On 4 November 2013, plaintiff filed her complaint asserting claims against
defendants for professional negligence and fraudulent concealment, and seeking
compensatory and punitive damages. Plaintiff alleged defendants failed to properly
prepare and file her delinquent tax returns for tax years 2006 through 2009 and
intentionally deceived her about the status of the returns. On 2 May 2014,
defendants unsuccessfully moved to dismiss all claims under Rules 9(b) and 12(b)(6)
of the North Carolina Rules of Civil Procedure.

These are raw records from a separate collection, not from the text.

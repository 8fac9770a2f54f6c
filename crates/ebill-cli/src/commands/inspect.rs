//! Inspect command - show what the extractor sees in one bill.

use std::path::{Path, PathBuf};

use clap::Args;
use console::style;
use serde::Serialize;

use ebill_core::bill::layout_by_name;
use ebill_core::table::TextTable;
use ebill_core::{BillExtractor, DocumentLoader, Extraction, Field, PdfLoader, RuleExtractor};

/// Arguments for the inspect command.
#[derive(Args)]
pub struct InspectArgs {
    /// Bill PDF to inspect
    file: PathBuf,

    /// Print the result as JSON
    #[arg(long)]
    json: bool,
}

#[derive(Serialize)]
struct Inspection<'a> {
    file: String,
    layout: &'static str,
    pages: usize,
    text: &'a str,
    tables: &'a [TextTable],
    extractions: &'a [Extraction],
    error: Option<String>,
}

pub fn run(args: InspectArgs, config_path: Option<&Path>) -> anyhow::Result<()> {
    let config = super::load_config(config_path)?;
    let layout = layout_by_name(&config.extraction.layout)
        .ok_or_else(|| anyhow::anyhow!("Unknown bill layout: {}", config.extraction.layout))?;

    let document = PdfLoader::new(layout.tables).load(&args.file)?;
    let extractor =
        RuleExtractor::new(layout).with_signature_check(config.extraction.require_signature);
    let result = extractor.extract(&document);

    let inspection = Inspection {
        file: document.file_name(),
        layout: layout.name,
        pages: document.pages.len(),
        text: &document.text,
        tables: &document.tables,
        extractions: result.as_deref().unwrap_or_default(),
        error: result.as_ref().err().map(|e| e.to_string()),
    };

    if args.json {
        println!("{}", serde_json::to_string_pretty(&inspection)?);
    } else {
        print!("{}", format_inspection(&inspection));
    }

    Ok(())
}

fn format_inspection(inspection: &Inspection) -> String {
    let mut output = String::new();

    output.push_str(&format!(
        "{} ({} page(s), layout {})\n\n",
        style(&inspection.file).bold(),
        inspection.pages,
        inspection.layout
    ));

    output.push_str("Text:\n");
    for line in inspection.text.lines() {
        output.push_str(&format!("  {}\n", line));
    }
    output.push('\n');

    if inspection.tables.is_empty() {
        output.push_str("Tables: none detected\n\n");
    }
    for table in inspection.tables {
        output.push_str(&format!("Table {}: {}\n", table.name, table.columns.join(" | ")));
        for row in &table.rows {
            output.push_str(&format!("  {}: {}\n", row.label, row.cells.join(" | ")));
        }
        output.push('\n');
    }

    if let Some(error) = &inspection.error {
        output.push_str(&format!("{} {}\n", style("✗").red(), error));
    }

    let bills = inspection.extractions.len();
    for (number, extraction) in (1..).zip(inspection.extractions) {
        if bills > 1 {
            output.push_str(&format!("Bill {} of {}:\n", number, bills));
        }
        output.push_str(&format_fields(extraction));
        output.push('\n');
    }

    output
}

/// Summary fields with their value or mismatch, then the readings found.
fn format_fields(extraction: &Extraction) -> String {
    let mut output = String::from("Fields:\n");

    for field in Field::SUMMARY {
        match extraction.record.get(field) {
            Some(value) => {
                output.push_str(&format!("  {} {}: {}\n", style("✓").green(), field, value));
            }
            None => {
                let reason = extraction
                    .mismatches
                    .iter()
                    .find(|m| m.field == field)
                    .map(|m| m.reason.to_string())
                    .unwrap_or_default();
                output.push_str(&format!("  {} {}: {}\n", style("✗").red(), field, reason));
            }
        }
    }

    let readings: Vec<String> = Field::all()
        .iter()
        .filter(|f| f.is_reading())
        .filter_map(|f| extraction.record.get(*f).map(|v| format!("{}={}", f, v)))
        .collect();
    if !readings.is_empty() {
        output.push_str(&format!("Readings:\n  {}\n", readings.join("\n  ")));
    }
    for mismatch in extraction.mismatches.iter().filter(|m| m.field.is_reading()) {
        output.push_str(&format!("  {} {}\n", style("✗").red(), mismatch));
    }

    output
}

On 7 December 2015, defendants filed an amended motion for partial summary
judgment, contending that plaintiff could not satisfy the elements of fraudulent
concealment regarding the 2006 to 2009 tax returns and that the statute of repose
bars the professional negligence claim for the 2006 and 2007 tax returns.2 Regarding
the fraud claim, defendants argued that plaintiff did not reasonably rely on the
alleged concealment because plaintiff could have “learned the true facts by exercise
of reasonable diligence,” such as reading the filing instructions provided by
defendants, asking if defendants had filed the returns, contacting the IRS directly, or
hiring another CPA. As for the professional negligence claim, defendants argued that
the four-year statute of repose began to run upon defendants’ last act, which occurred
2 Defendants did not move for summary judgment on plaintiff’s professional
negligence claim relating to her 2008 and 2009 tax returns.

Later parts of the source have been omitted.